Every line containing "PipelineHealth" should be copied out. Go through the entries and find them.

· · · · · · ·

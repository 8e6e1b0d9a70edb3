//! Pull side of the decoded-audio ring
//!
//! Audio devices ask for a fixed number of bytes per period and cannot wait
//! for a decoder to catch up at end of stream. Short reads are therefore padded
//! with silence; every padded byte is counted so underruns stay visible.

use std::sync::Arc;
use std::time::Duration;

use log::{debug, trace};

use crate::Error;
use crate::buffer::RingReader;
use crate::pipeline::health::PipelineHealth;

/// Outcome of one [`AudioPull::fill`] call.
#[derive(Debug, Clone, Copy, Default, PartialEq, Eq)]
pub struct PullStatus {
    /// Bytes of real PCM copied from the ring
    pub read: usize,
    /// Bytes of silence written after them
    pub padded: usize,
    /// The decoder closed the ring and nothing is left to play
    pub end_of_stream: bool,
}

pub struct AudioPull {
    reader: RingReader,
    health: Arc<PipelineHealth>,
    underrun_timeout: Option<Duration>,
    period_bytes: usize,
}

impl AudioPull {
    pub fn new(
        reader: RingReader,
        health: Arc<PipelineHealth>,
        period_bytes: usize,
        underrun_timeout: Option<Duration>,
    ) -> Self {
        Self {
            reader,
            health,
            underrun_timeout,
            period_bytes,
        }
    }

    /// Bytes the device should request per period.
    pub fn period_bytes(&self) -> usize {
        self.period_bytes
    }

    /// Fill `out` completely: PCM from the ring first, silence after it.
    ///
    /// Blocks until `out` can be filled from the ring, the decoder closes it,
    /// or the underrun timeout (if any) expires. On a timeout whatever the ring
    /// holds is still played; only the rest is silence.
    pub fn fill(&mut self, out: &mut [u8]) -> PullStatus {
        let mut read = 0;

        // Requests larger than the ring are served one ring-full at a time
        let chunk_size = self.reader.capacity();
        for chunk in out.chunks_mut(chunk_size) {
            let wanted = chunk.len();
            let got = self.read_chunk(chunk);
            read += got;
            if got < wanted {
                break;
            }
        }

        let padded = out.len() - read;
        if padded > 0 {
            out[read..].fill(0);
            trace!("AudioPull: padded {} bytes of silence", padded);
        }
        self.health.record_audio_pull(read, padded);

        PullStatus {
            read,
            padded,
            end_of_stream: self.reader.is_drained(),
        }
    }

    fn read_chunk(&self, chunk: &mut [u8]) -> usize {
        let result = match self.underrun_timeout {
            Some(timeout) => self.reader.read_timeout(chunk, timeout),
            None => self.reader.read(chunk),
        };
        match result {
            Ok(n) => n,
            Err(Error::Timeout) => self.read_available(chunk),
            Err(e) => {
                debug!("AudioPull: read failed: {}", e);
                0
            }
        }
    }

    /// Take what is buffered right now, at most `chunk.len()` bytes.
    fn read_available(&self, chunk: &mut [u8]) -> usize {
        let n = self.reader.available_read().min(chunk.len());
        if n == 0 {
            return 0;
        }
        // Single reader: the count can only grow, so this read never waits
        self.reader.read(&mut chunk[..n]).unwrap_or(0)
    }
}
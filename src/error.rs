use thiserror::Error;

/// Errors raised by the handoff buffers and the pipeline configuration.
#[derive(Debug, Error)]
pub enum Error {
    #[error("invalid pipeline configuration: {0}")]
    InvalidConfig(String),
    #[error("request of {requested} exceeds ring capacity of {capacity}")]
    RequestExceedsCapacity { requested: usize, capacity: usize },
    #[error("the other side of the buffer has gone away")]
    Disconnected,
    #[error("timed out waiting on the buffer")]
    Timeout,
    #[error("the {0} endpoint of this buffer was already claimed")]
    RoleClaimed(&'static str),
    #[error("pipeline is not in a state that allows this operation: {0}")]
    InvalidState(&'static str),
    #[error("{0}")]
    Io(#[from] std::io::Error),
    #[error("{0}")]
    Json(#[from] serde_json::Error),
}

pub type Result<T> = std::result::Result<T, Error>;
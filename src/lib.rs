//! Thread-safe handoff buffers and the stage protocol of a demux/decode/render
//! media pipeline.
//!
//! [`buffer`] holds the queues and rings that carry packets, frames and PCM
//! between threads. [`pipeline`] runs the stages on top of them, and [`media`]
//! is the boundary to the libraries that actually demux, decode and play.

pub mod buffer;
pub mod config;
pub mod error;
pub mod media;
pub mod pipeline;
pub mod utils;

pub use config::PipelineConfig;
pub use error::{Error, Result};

· · · · · · ·

The answer:
use crate::pipeline::health::PipelineHealth;
    health: Arc<PipelineHealth>,
        health: Arc<PipelineHealth>,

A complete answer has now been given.